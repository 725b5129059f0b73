//! Image normalization ahead of embedding extraction.
//!
//! Photos arrive in any common encoding and colour mode. Normalization makes
//! them comparable: flatten to RGB over white, optionally equalize luma
//! contrast with CLAHE, bound the longer edge, and re-encode as JPEG. The
//! pipeline is deterministic for identical input and configuration.

use std::time::Instant;

use image::codecs::jpeg::JpegEncoder;
use image::imageops::{self, FilterType};
use image::{DynamicImage, GrayImage, RgbImage};
use tracing::{debug, warn};

use vitrina_core::defaults::{
    self, env_flag, env_or, CLAHE_CLIP_LIMIT, CLAHE_TILE_GRID, NORMALIZE_JPEG_QUALITY,
    NORMALIZE_MAX_EDGE,
};

/// Result of normalization: either freshly re-encoded bytes or the original
/// input when any step failed.
#[derive(Debug, Clone, PartialEq, Eq)]
pub enum NormalizedImage {
    Normalized(Vec<u8>),
    Unchanged(Vec<u8>),
}

impl NormalizedImage {
    pub fn bytes(&self) -> &[u8] {
        match self {
            Self::Normalized(b) | Self::Unchanged(b) => b,
        }
    }

    pub fn into_bytes(self) -> Vec<u8> {
        match self {
            Self::Normalized(b) | Self::Unchanged(b) => b,
        }
    }

    pub fn is_normalized(&self) -> bool {
        matches!(self, Self::Normalized(_))
    }
}

/// Normalizer configuration.
#[derive(Debug, Clone, PartialEq)]
pub struct NormalizerConfig {
    /// Longest edge after downscaling. Images are never upscaled.
    pub max_edge: u32,
    /// Apply CLAHE to the luma channel.
    pub enhance_contrast: bool,
    /// CLAHE clip limit, as a multiple of the uniform bin height.
    pub clip_limit: f32,
    /// CLAHE tiles per axis.
    pub tile_grid: u32,
    pub jpeg_quality: u8,
}

impl Default for NormalizerConfig {
    fn default() -> Self {
        Self {
            max_edge: NORMALIZE_MAX_EDGE,
            enhance_contrast: true,
            clip_limit: CLAHE_CLIP_LIMIT,
            tile_grid: CLAHE_TILE_GRID,
            jpeg_quality: NORMALIZE_JPEG_QUALITY,
        }
    }
}

impl NormalizerConfig {
    pub fn from_env() -> Self {
        Self {
            max_edge: env_or(defaults::ENV_NORMALIZE_MAX_EDGE, NORMALIZE_MAX_EDGE).max(1),
            enhance_contrast: env_flag(defaults::ENV_NORMALIZE_CONTRAST, true),
            jpeg_quality: env_or(defaults::ENV_NORMALIZE_JPEG_QUALITY, NORMALIZE_JPEG_QUALITY)
                .clamp(1, 100),
            ..Self::default()
        }
    }

    pub fn with_max_edge(mut self, max_edge: u32) -> Self {
        self.max_edge = max_edge.max(1);
        self
    }

    pub fn with_contrast(mut self, enabled: bool) -> Self {
        self.enhance_contrast = enabled;
        self
    }

    pub fn with_jpeg_quality(mut self, quality: u8) -> Self {
        self.jpeg_quality = quality.clamp(1, 100);
        self
    }
}

/// Stateless, CPU-bound image normalizer.
#[derive(Debug, Clone, Default)]
pub struct ImageNormalizer {
    config: NormalizerConfig,
}

impl ImageNormalizer {
    pub fn new(config: NormalizerConfig) -> Self {
        Self { config }
    }

    pub fn config(&self) -> &NormalizerConfig {
        &self.config
    }

    /// Normalize raw image bytes. Never fails: on any error the original
    /// bytes come back as [`NormalizedImage::Unchanged`].
    pub fn normalize(&self, bytes: &[u8]) -> NormalizedImage {
        let start = Instant::now();
        match self.try_normalize(bytes) {
            Ok(out) => {
                debug!(
                    subsystem = "inference",
                    component = "normalizer",
                    op = "normalize",
                    image_bytes = bytes.len(),
                    output_bytes = out.len(),
                    duration_ms = start.elapsed().as_millis() as u64,
                    "Image normalized"
                );
                NormalizedImage::Normalized(out)
            }
            Err(e) => {
                warn!(
                    subsystem = "inference",
                    component = "normalizer",
                    op = "normalize",
                    image_bytes = bytes.len(),
                    error = %e,
                    "Normalization failed, using original bytes"
                );
                NormalizedImage::Unchanged(bytes.to_vec())
            }
        }
    }

    fn try_normalize(&self, bytes: &[u8]) -> image::ImageResult<Vec<u8>> {
        let decoded = image::load_from_memory(bytes)?;
        let mut rgb = flatten_on_white(&decoded);

        if self.config.enhance_contrast {
            equalize_luma(&mut rgb, self.config.clip_limit, self.config.tile_grid);
        }

        let rgb = downscale(rgb, self.config.max_edge);

        let mut out = Vec::new();
        JpegEncoder::new_with_quality(&mut out, self.config.jpeg_quality).encode_image(&rgb)?;
        Ok(out)
    }
}

/// Convert to 8-bit RGB, compositing any alpha channel over white.
pub fn flatten_on_white(image: &DynamicImage) -> RgbImage {
    if !image.color().has_alpha() {
        return image.to_rgb8();
    }
    let rgba = image.to_rgba8();
    RgbImage::from_fn(rgba.width(), rgba.height(), |x, y| {
        let [r, g, b, a] = rgba.get_pixel(x, y).0;
        let a = a as u32;
        let over = |c: u8| ((c as u32 * a + 255 * (255 - a) + 127) / 255) as u8;
        image::Rgb([over(r), over(g), over(b)])
    })
}

/// Downscale so the longer edge is at most `max_edge`, keeping aspect ratio.
pub fn downscale(rgb: RgbImage, max_edge: u32) -> RgbImage {
    let (w, h) = rgb.dimensions();
    let longest = w.max(h);
    if longest <= max_edge {
        return rgb;
    }
    let scale = max_edge as f64 / longest as f64;
    let nw = ((w as f64 * scale).round() as u32).clamp(1, max_edge);
    let nh = ((h as f64 * scale).round() as u32).clamp(1, max_edge);
    imageops::resize(&rgb, nw, nh, FilterType::Lanczos3)
}

fn luma(r: u8, g: u8, b: u8) -> f32 {
    0.299 * r as f32 + 0.587 * g as f32 + 0.114 * b as f32
}

/// CLAHE on the YCbCr luma plane.
///
/// Adding the luma delta to every channel leaves Cb and Cr unchanged.
pub fn equalize_luma(rgb: &mut RgbImage, clip_limit: f32, tile_grid: u32) {
    let (w, h) = rgb.dimensions();
    if w == 0 || h == 0 {
        return;
    }

    let y_plane = GrayImage::from_fn(w, h, |x, y| {
        let [r, g, b] = rgb.get_pixel(x, y).0;
        image::Luma([luma(r, g, b).round().clamp(0.0, 255.0) as u8])
    });
    let equalized = clahe(&y_plane, clip_limit, tile_grid);

    for (x, y, px) in rgb.enumerate_pixels_mut() {
        let [r, g, b] = px.0;
        let delta = equalized.get_pixel(x, y).0[0] as f32 - luma(r, g, b);
        let shift = |c: u8| (c as f32 + delta).round().clamp(0.0, 255.0) as u8;
        px.0 = [shift(r), shift(g), shift(b)];
    }
}

/// Contrast-limited adaptive histogram equalization of a grayscale image.
///
/// Per-tile lookup tables from clipped histograms, blended bilinearly
/// between the four nearest tile centers.
pub fn clahe(gray: &GrayImage, clip_limit: f32, tile_grid: u32) -> GrayImage {
    let (w, h) = gray.dimensions();
    let tiles_x = tile_grid.clamp(1, w.max(1)) as usize;
    let tiles_y = tile_grid.clamp(1, h.max(1)) as usize;

    let bounds = |i: usize, tiles: usize, len: u32| {
        let len = len as usize;
        (i * len / tiles, (i + 1) * len / tiles)
    };

    let mut luts = vec![[0u8; 256]; tiles_x * tiles_y];
    for ty in 0..tiles_y {
        let (y0, y1) = bounds(ty, tiles_y, h);
        for tx in 0..tiles_x {
            let (x0, x1) = bounds(tx, tiles_x, w);
            let mut hist = [0u32; 256];
            for y in y0..y1 {
                for x in x0..x1 {
                    hist[gray.get_pixel(x as u32, y as u32).0[0] as usize] += 1;
                }
            }
            let area = ((x1 - x0) * (y1 - y0)) as u32;
            luts[ty * tiles_x + tx] = tile_lut(&mut hist, area, clip_limit);
        }
    }

    let tile_w = w as f32 / tiles_x as f32;
    let tile_h = h as f32 / tiles_y as f32;
    let neighbours = |pos: u32, tile: f32, tiles: usize| {
        let f = ((pos as f32 + 0.5) / tile - 0.5).max(0.0);
        let i0 = (f.floor() as usize).min(tiles - 1);
        let i1 = (i0 + 1).min(tiles - 1);
        let a = (f - i0 as f32).clamp(0.0, 1.0);
        (i0, i1, a)
    };

    GrayImage::from_fn(w, h, |x, y| {
        let v = gray.get_pixel(x, y).0[0] as usize;
        let (tx0, tx1, ax) = neighbours(x, tile_w, tiles_x);
        let (ty0, ty1, ay) = neighbours(y, tile_h, tiles_y);
        let at = |tx: usize, ty: usize| luts[ty * tiles_x + tx][v] as f32;
        let top = at(tx0, ty0) * (1.0 - ax) + at(tx1, ty0) * ax;
        let bottom = at(tx0, ty1) * (1.0 - ax) + at(tx1, ty1) * ax;
        let out = top * (1.0 - ay) + bottom * ay;
        image::Luma([out.round().clamp(0.0, 255.0) as u8])
    })
}

fn tile_lut(hist: &mut [u32; 256], area: u32, clip_limit: f32) -> [u8; 256] {
    let mut lut = [0u8; 256];
    if area == 0 {
        return lut;
    }

    if clip_limit > 0.0 {
        let limit = ((clip_limit * area as f32 / 256.0) as u32).max(1);
        let mut excess = 0u32;
        for bin in hist.iter_mut() {
            if *bin > limit {
                excess += *bin - limit;
                *bin = limit;
            }
        }
        let per_bin = excess / 256;
        let residual = (excess % 256) as usize;
        for bin in hist.iter_mut() {
            *bin += per_bin;
        }
        if residual > 0 {
            let step = (256 / residual).max(1);
            for i in (0..256).step_by(step).take(residual) {
                hist[i] += 1;
            }
        }
    }

    let scale = 255.0 / area as f32;
    let mut cdf = 0u32;
    for (i, bin) in hist.iter().enumerate() {
        cdf += bin;
        lut[i] = (cdf as f32 * scale).round().clamp(0.0, 255.0) as u8;
    }
    lut
}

* [Task objective]: With the line that contains "if area == 0" as the first and the final line of the data as the last, repeat every line in that span exactly.

* [Answer for this exercise]:
    if area == 0 {
        return lut;
    }

    if clip_limit > 0.0 {
        let limit = ((clip_limit * area as f32 / 256.0) as u32).max(1);
        let mut excess = 0u32;
        for bin in hist.iter_mut() {
            if *bin > limit {
                excess += *bin - limit;
                *bin = limit;
            }
        }
        let per_bin = excess / 256;
        let residual = (excess % 256) as usize;
        for bin in hist.iter_mut() {
            *bin += per_bin;
        }
        if residual > 0 {
            let step = (256 / residual).max(1);
            for i in (0..256).step_by(step).take(residual) {
                hist[i] += 1;
            }
        }
    }

    let scale = 255.0 / area as f32;
    let mut cdf = 0u32;
    for (i, bin) in hist.iter().enumerate() {
        cdf += bin;
        lut[i] = (cdf as f32 * scale).round().clamp(0.0, 255.0) as u8;
    }
    lut
}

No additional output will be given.